Exercise
Return the data below in full, matching every line exactly.

Input data
============================================================

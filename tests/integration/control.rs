#[path = "common/mod.rs"]
mod common;

use std::path::Path;

use assert_cmd::Command;
use common::{
    Background, free_port, hydre_bin, is_process_alive, recording_sleeper, wait_for_exit_of,
    wait_for_listener, wait_for_new_pid, wait_for_pid, write_config,
};
use nix::sys::signal::{self, Signal};
use predicates::prelude::*;
use tempfile::tempdir;

fn control(action: &str, daemon: &str, config: &Path) -> assert_cmd::assert::Assert {
    Command::new(hydre_bin())
        .arg(action)
        .arg(daemon)
        .arg("--config")
        .arg(config)
        .assert()
}

fn supervised_config(dir: &Path, port: u16) -> std::path::PathBuf {
    write_config(
        dir,
        &format!(
            r#"timeout: 2
interval: 1
port: "{port}"
daemons:
  daemon-1:
    command: {}
  daemon-2:
    command: {}
    stopCommand: ["sh", "-c", "kill $(cat {}); echo daemon-2 stopped"]
"#,
            recording_sleeper(&dir.join("daemon-1.current")),
            recording_sleeper(&dir.join("daemon-2.current")),
            dir.join("daemon-2.current").display(),
        ),
    )
}

#[test]
fn stop_and_start_toggle_a_daemon() {
    let temp = tempdir().expect("failed to create tempdir");
    let dir = temp.path();
    let port = free_port();
    let config = supervised_config(dir, port);

    let _hydre = Background::spawn(&["supervise"], &config);
    wait_for_listener(port);
    let first = wait_for_pid(&dir.join("daemon-2.current"));
    let other = wait_for_pid(&dir.join("daemon-1.current"));

    control("stop", "daemon-2", &config)
        .success()
        .stdout(predicate::str::contains("daemon-2 stopped"));
    wait_for_exit_of(first);

    // Disabled daemons stay down across ticks.
    std::thread::sleep(std::time::Duration::from_millis(2500));
    assert!(!is_process_alive(wait_for_pid(&dir.join("daemon-2.current"))));
    assert!(is_process_alive(other));

    control("start", "daemon-2", &config).success();
    let second = wait_for_new_pid(&dir.join("daemon-2.current"), first);
    assert!(is_process_alive(second));
    assert!(is_process_alive(other));
}

#[test]
fn unknown_daemon_is_reported_to_the_caller() {
    let temp = tempdir().expect("failed to create tempdir");
    let dir = temp.path();
    let port = free_port();
    let config = supervised_config(dir, port);

    let _hydre = Background::spawn(&["supervise"], &config);
    wait_for_listener(port);
    let pid = wait_for_pid(&dir.join("daemon-1.current"));

    control("stop", "daemon-9", &config)
        .success()
        .stdout(predicate::str::contains("could not find daemon `daemon-9`"));

    assert!(is_process_alive(pid));
}

#[test]
fn killed_daemon_is_restarted() {
    let temp = tempdir().expect("failed to create tempdir");
    let dir = temp.path();
    let port = free_port();
    let config = supervised_config(dir, port);

    let _hydre = Background::spawn(&["supervise"], &config);
    let record = dir.join("daemon-1.current");
    let first = wait_for_pid(&record);

    signal::kill(first, Signal::SIGKILL).expect("failed to kill daemon");

    let second = wait_for_new_pid(&record, first);
    assert!(is_process_alive(second));
}

#[test]
fn termination_stops_every_daemon() {
    let temp = tempdir().expect("failed to create tempdir");
    let dir = temp.path();
    let port = free_port();
    let config = supervised_config(dir, port);

    let mut hydre = Background::spawn(&["supervise"], &config);
    wait_for_listener(port);
    let first = wait_for_pid(&dir.join("daemon-1.current"));
    let second = wait_for_pid(&dir.join("daemon-2.current"));

    let status = hydre.stop_with(Signal::SIGTERM);

    assert_eq!(status.code(), Some(0));
    wait_for_exit_of(first);
    wait_for_exit_of(second);
}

============================================================

Your solution
filename tests/integration/control.rs
#[path = "common/mod.rs"]
mod common;

use std::path::Path;

use assert_cmd::Command;
use common::{
    Background, free_port, hydre_bin, is_process_alive, recording_sleeper, wait_for_exit_of,
    wait_for_listener, wait_for_new_pid, wait_for_pid, write_config,
};
use nix::sys::signal::{self, Signal};
use predicates::prelude::*;
use tempfile::tempdir;

fn control(action: &str, daemon: &str, config: &Path) -> assert_cmd::assert::Assert {
    Command::new(hydre_bin())
        .arg(action)
        .arg(daemon)
        .arg("--config")
        .arg(config)
        .assert()
}

fn supervised_config(dir: &Path, port: u16) -> std::path::PathBuf {
    write_config(
        dir,
        &format!(
            r#"timeout: 2
interval: 1
port: "{port}"
daemons:
  daemon-1:
    command: {}
  daemon-2:
    command: {}
    stopCommand: ["sh", "-c", "kill $(cat {}); echo daemon-2 stopped"]
"#,
            recording_sleeper(&dir.join("daemon-1.current")),
            recording_sleeper(&dir.join("daemon-2.current")),
            dir.join("daemon-2.current").display(),
        ),
    )
}

#[test]
fn stop_and_start_toggle_a_daemon() {
    let temp = tempdir().expect("failed to create tempdir");
    let dir = temp.path();
    let port = free_port();
    let config = supervised_config(dir, port);

    let _hydre = Background::spawn(&["supervise"], &config);
    wait_for_listener(port);
    let first = wait_for_pid(&dir.join("daemon-2.current"));
    let other = wait_for_pid(&dir.join("daemon-1.current"));

    control("stop", "daemon-2", &config)
        .success()
        .stdout(predicate::str::contains("daemon-2 stopped"));
    wait_for_exit_of(first);

    // Disabled daemons stay down across ticks.
    std::thread::sleep(std::time::Duration::from_millis(2500));
    assert!(!is_process_alive(wait_for_pid(&dir.join("daemon-2.current"))));
    assert!(is_process_alive(other));

    control("start", "daemon-2", &config).success();
    let second = wait_for_new_pid(&dir.join("daemon-2.current"), first);
    assert!(is_process_alive(second));
    assert!(is_process_alive(other));
}

#[test]
fn unknown_daemon_is_reported_to_the_caller() {
    let temp = tempdir().expect("failed to create tempdir");
    let dir = temp.path();
    let port = free_port();
    let config = supervised_config(dir, port);

    let _hydre = Background::spawn(&["supervise"], &config);
    wait_for_listener(port);
    let pid = wait_for_pid(&dir.join("daemon-1.current"));

    control("stop", "daemon-9", &config)
        .success()
        .stdout(predicate::str::contains("could not find daemon `daemon-9`"));

    assert!(is_process_alive(pid));
}

#[test]
fn killed_daemon_is_restarted() {
    let temp = tempdir().expect("failed to create tempdir");
    let dir = temp.path();
    let port = free_port();
    let config = supervised_config(dir, port);

    let _hydre = Background::spawn(&["supervise"], &config);
    let record = dir.join("daemon-1.current");
    let first = wait_for_pid(&record);

    signal::kill(first, Signal::SIGKILL).expect("failed to kill daemon");

    let second = wait_for_new_pid(&record, first);
    assert!(is_process_alive(second));
}

#[test]
fn termination_stops_every_daemon() {
    let temp = tempdir().expect("failed to create tempdir");
    let dir = temp.path();
    let port = free_port();
    let config = supervised_config(dir, port);

    let mut hydre = Background::spawn(&["supervise"], &config);
    wait_for_listener(port);
    let first = wait_for_pid(&dir.join("daemon-1.current"));
    let second = wait_for_pid(&dir.join("daemon-2.current"));

    let status = hydre.stop_with(Signal::SIGTERM);

    assert_eq!(status.code(), Some(0));
    wait_for_exit_of(first);
    wait_for_exit_of(second);
}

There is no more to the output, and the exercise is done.